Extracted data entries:
:::::

// tests/orchestrator_fake_spawner.rs

use std::time::Duration;

use taskstack::dag::{TaskStack, TaskStatus};
use taskstack::engine::{NullOutput, Orchestrator, RunOptions, RunSummary, TaskOutcome};
use taskstack::task::EXIT_ERROR;
use taskstack_test_utils::builders::PlanBuilder;
use taskstack_test_utils::fake_spawner::{FakeSpawner, ProcessEvent, ProcessLog, Script};
use taskstack_test_utils::{init_tracing, with_timeout};

fn stack(builder: PlanBuilder) -> TaskStack {
    let none: [&str; 0] = [];
    TaskStack::build(&builder.build(), &none).unwrap()
}

async fn run(stack: TaskStack, spawner: FakeSpawner, concurrent: usize) -> (RunSummary, ProcessLog) {
    let log = spawner.log();
    let options = RunOptions {
        concurrent,
        poll_interval: Duration::from_millis(2),
    };
    let summary = with_timeout(Orchestrator::new(stack, spawner, NullOutput, options).run())
        .await
        .unwrap();
    (summary, log)
}

#[tokio::test]
async fn dependent_starts_after_both_dependencies_exit() {
    init_tracing();
    let plan = PlanBuilder::new()
        .task("A")
        .task("B")
        .task_after("C", &["A", "B"]);
    let spawner = FakeSpawner::new()
        .script("A", Script::default().alive_for(2))
        .script("B", Script::default().alive_for(3));

    let (summary, log) = run(stack(plan), spawner, 2).await;

    assert_eq!(log.started()[..2], ["A".to_string(), "B".to_string()]);
    let c_started = log.index_of(&ProcessEvent::Started("C".into())).unwrap();
    assert!(log.index_of(&ProcessEvent::Exited("A".into())).unwrap() < c_started);
    assert!(log.index_of(&ProcessEvent::Exited("B".into())).unwrap() < c_started);
    assert!(log.max_alive() <= 2);

    let order: Vec<_> = summary.tasks.keys().map(String::as_str).collect();
    assert_eq!(order, vec!["A", "B", "C"]);
    assert!(summary.tasks.values().all(|t| t.status() == TaskStatus::Done));
    assert_eq!(summary.failed(), 0);
}

#[tokio::test]
async fn concurrency_budget_is_never_exceeded() {
    init_tracing();
    let mut plan = PlanBuilder::new();
    for i in 0..8 {
        plan = plan.task(&format!("t{i}"));
    }
    let mut spawner = FakeSpawner::new();
    for i in 0..8 {
        spawner = spawner.script(&format!("t{i}"), Script::default().alive_for(1 + i % 3));
    }

    let (summary, log) = run(stack(plan), spawner, 3).await;

    assert_eq!(log.started().len(), 8);
    assert!(log.max_alive() <= 3);
    assert_eq!(summary.tasks.len(), 8);
}

#[tokio::test]
async fn only_last_line_of_a_chunk_is_applied() {
    init_tracing();
    let spawner = FakeSpawner::new().script(
        "a",
        Script::default().stdout("count:5;current:1\ncount:5;current:2"),
    );

    let (summary, _) = run(stack(PlanBuilder::new().task("a")), spawner, 1).await;

    let data = &summary.tasks["a"];
    assert_eq!(data.count(), 5);
    assert_eq!(data.current(), 2);
    assert_eq!(data.code_errors_count(), 0);
}

#[tokio::test]
async fn malformed_lines_and_stderr_count_as_code_errors() {
    init_tracing();
    let spawner = FakeSpawner::new().script(
        "a",
        Script::default()
            .stdout("count:3;current:1;message:first\n")
            .stdout("foo\n")
            .stderr("PHP Warning: something\nin file.php\n"),
    );

    let (summary, _) = run(stack(PlanBuilder::new().task("a")), spawner, 1).await;

    let data = &summary.tasks["a"];
    assert_eq!(data.current(), 1);
    assert_eq!(data.extra("message"), Some("first"));
    assert_eq!(data.code_errors_count(), 3);
}

#[tokio::test]
async fn failures_do_not_stop_dependents() {
    init_tracing();
    let plan = PlanBuilder::new()
        .task("broken")
        .task("unstartable")
        .task_after("after", &["broken", "unstartable"]);
    let spawner = FakeSpawner::new()
        .script("broken", Script::default().exit(EXIT_ERROR))
        .script("unstartable", Script::default().fail_spawn());

    let (summary, log) = run(stack(plan), spawner, 2).await;

    assert_eq!(summary.outcomes["broken"], TaskOutcome::Failed(EXIT_ERROR));
    assert_eq!(summary.outcomes["unstartable"], TaskOutcome::Aborted);
    assert_eq!(summary.outcomes["after"], TaskOutcome::Success);
    assert_eq!(summary.failed(), 2);
    assert_eq!(summary.tasks["unstartable"].code_errors_count(), 1);
    assert!(log.started().contains(&"after".to_string()));
}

:::::

EXERCISE PROMPT
Which of the lines above include the word "RunOptions"? List those lines.

ANSWER SPACE
use taskstack::engine::{NullOutput, Orchestrator, RunOptions, RunSummary, TaskOutcome};
    let options = RunOptions {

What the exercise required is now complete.